#### ASSIGNMENT
When the line containing "virtual_set.profile_as_virtuals(&solid_set);" appears in the data below, begin copying there and stop only after the line containing "under zero entries.".

_____

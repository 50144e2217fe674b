use flowgen_types::Rng;

use crate::config::TraceConfig;
use crate::pareto::allocate;

/// Spread the trace count over rules and flows. Fast mode draws flow groups
/// directly and assigns each to a uniformly drawn rule; otherwise a
/// rule-level Pareto fixes each rule's share first and a flow-level Pareto
/// splits the share into flows. The outer sequence comes back sorted by
/// descending size so the hungriest groups are mapped first.
pub fn allocate_traces(
    config: &TraceConfig,
    rule_count: u32,
    rng: &mut Rng,
) -> Vec<Vec<u32>> {
    let mut groups: Vec<Vec<u32>> = if config.fast {
        let flows = allocate(
            config.trace_count,
            u32::MAX,
            &config.flow_distribution,
            rng,
        );
        let mut buckets: Vec<Vec<u32>> = Vec::new();
        for count in flows {
            let index = rng.next_index(rule_count as usize);
            if buckets.len() <= index {
                buckets.resize_with(index + 1, Vec::new);
            }
            buckets[index].push(count);
        }
        buckets
    } else {
        allocate(
            config.trace_count,
            rule_count,
            &config.rule_distribution,
            rng,
        )
        .into_iter()
        .map(|share| allocate(share, u32::MAX, &config.flow_distribution, rng))
        .collect()
    };
    groups.sort_by(|a, b| b.len().cmp(&a.len()));
    groups
}
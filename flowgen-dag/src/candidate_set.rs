use flowgen_rule::{EdgeType, Rule};

use crate::quad_dag::QuadDag;
use crate::target::TargetKind;

/// A candidate rule set annotated with per-rule dependency attributes:
/// `d` is the length of the longest chain of non-None edges ending at the
/// rule, `e` its in-degree, `s` whether the rule equals some solid rule.
#[derive(Debug, Clone, Default)]
pub struct CandidateSet {
    rules: Vec<Rule>,
    dependency_length: Vec<u8>,
    edge_count: Vec<u8>,
    solid: Vec<bool>,
}

impl CandidateSet {
    pub fn from_rules(rules: Vec<Rule>) -> Self {
        Self {
            rules,
            ..Self::default()
        }
    }

    pub fn len(&self) -> usize {
        self.rules.len()
    }

    pub fn is_empty(&self) -> bool {
        self.rules.is_empty()
    }

    pub fn rule(&self, index: usize) -> &Rule {
        &self.rules[index]
    }

    pub fn rules(&self) -> &[Rule] {
        &self.rules
    }

    /// Append one rule with its attributes (profile stream loading).
    pub fn push_profiled(&mut self, rule: Rule, d: u8, e: u8, s: bool) {
        self.rules.push(rule);
        self.dependency_length.push(d);
        self.edge_count.push(e);
        self.solid.push(s);
    }

    pub fn dependency_length(&self, index: usize) -> u8 {
        self.dependency_length[index]
    }

    pub fn edge_count(&self, index: usize) -> u8 {
        self.edge_count[index]
    }

    pub fn is_solid(&self, index: usize) -> bool {
        self.solid[index]
    }

    pub fn parameter(&self, index: usize, kind: TargetKind) -> u8 {
        match kind {
            TargetKind::DependencyLength => self.dependency_length[index],
            TargetKind::EdgeCount => self.edge_count[index],
        }
    }

    pub fn min_parameter(&self, kind: TargetKind) -> u8 {
        let values = match kind {
            TargetKind::DependencyLength => &self.dependency_length,
            TargetKind::EdgeCount => &self.edge_count,
        };
        values.iter().copied().min().unwrap_or(0)
    }

    pub fn max_parameter(&self, kind: TargetKind) -> u8 {
        let values = match kind {
            TargetKind::DependencyLength => &self.dependency_length,
            TargetKind::EdgeCount => &self.edge_count,
        };
        values.iter().copied().max().unwrap_or(0)
    }

    /// Attribute the rules as the solid set of `dag`: chains and in-degrees
    /// follow the tagged edges, every rule is solid.
    pub fn profile_as_solids(&mut self, dag: &QuadDag) {
        let n = self.rules.len();
        self.dependency_length = vec![0; n];
        self.edge_count = vec![0; n];
        self.solid = vec![true; n];
        for i in 0..n {
            for j in 0..i {
                if dag.edge(j, i) != EdgeType::None {
                    self.dependency_length[i] =
                        self.dependency_length[i].max(self.dependency_length[j] + 1);
                    self.edge_count[i] += 1;
                }
            }
        }
    }

    /// Attribute the rules as the virtual set implied by `solids`.
    pub fn profile_as_virtuals(&mut self, solids: &CandidateSet) {
        let n = self.rules.len();
        self.dependency_length = vec![0; n];
        self.edge_count = vec![0; n];
        self.solid = vec![false; n];
        for i in 0..n {
            for j in 0..solids.len() {
                if solids.rule(j).edge_type_to(&self.rules[i]) != EdgeType::None {
                    self.dependency_length[i] = self.dependency_length[i]
                        .max(solids.dependency_length(j) + 1);
                    self.edge_count[i] += 1;
                }
                if solids.rule(j) == &self.rules[i] {
                    self.solid[i] = true;
                }
            }
        }
    }
}

#[cfg(test)]
mod tests {
    use super::*;
    use flowgen_rule::Field;
    use flowgen_types::parse_binary;

    fn lpm_rule(specs: &[&str]) -> Rule {
        Rule::new(
            specs
                .iter()
                .map(|s| {
                    if *s == "*" {
                        Field::lpm_any()
                    } else {
                        Field::lpm(parse_binary(s).unwrap(), s.len() as u8)
                    }
                })
                .collect(),
        )
    }

    #[test]
    fn chain_attributes() {
        // 0 covers 1 covers 2 covers 3
        let mut dag = QuadDag::new();
        for (src, dst) in [(0, 1), (1, 2), (2, 3), (0, 2), (0, 3), (1, 3)] {
            dag.set_edge(src, dst, EdgeType::Cover);
        }
        let rules = vec![
            lpm_rule(&["*", "*", "*"]),
            lpm_rule(&["0", "*", "*"]),
            lpm_rule(&["00", "*", "*"]),
            lpm_rule(&["000", "*", "*"]),
        ];
        let mut set = CandidateSet::from_rules(rules);
        set.profile_as_solids(&dag);
        assert_eq!(
            (0..4).map(|i| set.dependency_length(i)).collect::<Vec<_>>(),
            vec![0, 1, 2, 3]
        );
        assert_eq!(
            (0..4).map(|i| set.edge_count(i)).collect::<Vec<_>>(),
            vec![0, 1, 2, 3]
        );
        assert_eq!(set.parameter(3, TargetKind::DependencyLength), 3);
        assert_eq!(set.max_parameter(TargetKind::EdgeCount), 3);
    }

    #[test]
    fn virtual_attributes_count_covering_solids() {
        let mut dag = QuadDag::new();
        dag.set_edge(0, 1, EdgeType::Cover);
        let solids = vec![
            lpm_rule(&["0", "*", "*"]),
            lpm_rule(&["00", "*", "*"]),
            lpm_rule(&["10", "*", "*"]),
            lpm_rule(&["11", "*", "*"]),
        ];
        let mut solid_set = CandidateSet::from_rules(solids);
        solid_set.profile_as_solids(&dag);
        let virtuals = vec![lpm_rule(&["00", "*", "*"]), lpm_rule(&["01", "*", "*"])];
        let mut virtual_set = CandidateSet::from_rules(virtuals);
        virtual_set.profile_as_virtuals(&solid_set);
        // "00" is inside solids 0 and 1 and equals solid 1
        assert_eq!(virtual_set.edge_count(0), 2);
        assert_eq!(virtual_set.dependency_length(0), 2);
        assert!(virtual_set.is_solid(0));
        // "01" is only inside solid 0
        assert_eq!(virtual_set.edge_count(1), 1);
        assert!(!virtual_set.is_solid(1));
    }
}
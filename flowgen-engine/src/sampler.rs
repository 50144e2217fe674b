use flowgen_types::Rng;

use crate::error::Error;

/// Draw an index with probability `w_i / Σw`. All-zero weights mean nothing
/// is admissible. Single pass, stable under zero entries.
pub fn weighted_choice(weights: &[f64], rng: &mut Rng) -> Result<usize, Error> {
    let sum: f64 = weights.iter().sum();
    if sum == 0.0 {
        return Err(Error::NoCandidate);
    }
    let mut r = rng.next_f64(0.0, sum);
    for (index, weight) in weights.iter().enumerate() {
        r -= weight;
        if r <= 0.0 {
            return Ok(index);
        }
    }
    Ok(weights.len() - 1)
}

#[cfg(test)]
mod tests {
    use super::*;

    #[test]
    fn rejects_all_zero() {
        let mut rng = Rng::new(1);
        assert_eq!(weighted_choice(&[0.0, 0.0], &mut rng), Err(Error::NoCandidate));
        assert_eq!(weighted_choice(&[], &mut rng), Err(Error::NoCandidate));
    }

    #[test]
    fn zero_entries_are_never_drawn() {
        let mut rng = Rng::new(2);
        for _ in 0..200 {
            let index = weighted_choice(&[0.0, 1.0, 0.0, 2.0], &mut rng).unwrap();
            assert!(index == 1 || index == 3);
        }
    }

    #[test]
    fn single_positive_weight_wins() {
        let mut rng = Rng::new(3);
        for _ in 0..20 {
            assert_eq!(weighted_choice(&[0.0, 0.0, 5.0], &mut rng).unwrap(), 2);
        }
    }
}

_____

#### COMPLETED TASK
        virtual_set.profile_as_virtuals(&solid_set);
        // "00" is inside solids 0 and 1 and equals solid 1
        assert_eq!(virtual_set.edge_count(0), 2);
        assert_eq!(virtual_set.dependency_length(0), 2);
        assert!(virtual_set.is_solid(0));
        // "01" is only inside solid 0
        assert_eq!(virtual_set.edge_count(1), 1);
        assert!(!virtual_set.is_solid(1));
    }
}
filename flowgen-engine/src/sampler.rs
repository 50144e2217fe674b
use flowgen_types::Rng;

use crate::error::Error;

/// Draw an index with probability `w_i / Σw`. All-zero weights mean nothing
/// is admissible. Single pass, stable under zero entries.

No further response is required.